TRIBUNNEWS.COM, JAKARTA - Kondisi keuangan Garuda Indonesia kini tengah tidak sehat. Direktur Utama Garuda Indonesia, Irfan Setiaputra mengatakan, bahwa Garuda memiliki utang sekitar Rp70 triliun atau setara 4,9 miliar dollar AS.
Angka tersebut seperti dikutip Bloomberg, naik sekitar Rp1 triliun setiap bulan karena terus menunda pembayaran kepada pemasok. Perusahaan memiliki arus kas negatif dan utang minus Rp 41 triliun.
"Kegagalan menjalankan program restrukturisasi dapat mengakibatkan perusahaan dihentikan secara tiba-tiba," jelas Irfan seperti dilansir Bloomberg, Minggu (23/5/2021).

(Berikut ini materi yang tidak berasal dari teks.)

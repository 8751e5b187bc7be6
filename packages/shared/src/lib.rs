//! Utilities shared by the Hiroba relay server and its client.

pub mod logger;
pub mod time;
//! Presence and messaging relay.
//!
//! Clients connect over WebSocket, receive an identity from a fixed pool, see
//! the roster of connected peers and exchange broadcast chat messages.

pub mod config;

// layers
pub mod domain;
pub mod infrastructure;
pub mod ui;
pub mod usecase;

Volume penumpang Grup Garuda turun drastis hingga 66 persen lebih tahun lalu karena pembatasan dan permintaan domestik yang terbatas.
Pada pertengahan 2020, maskapai juga telah mencuti sekitar 825 staf setelah sebelumnya memotong gaji.
Baca juga: Bisnis Garuda Remuk Terimbas Larangan Mudik Lebaran, Hanya 30 Penerbangan Per Hari
Garuda Indonesia berpotensi mengurangi jumlah pesawat yang dioperasikan menjadi kurang dari setengah armada utamanya.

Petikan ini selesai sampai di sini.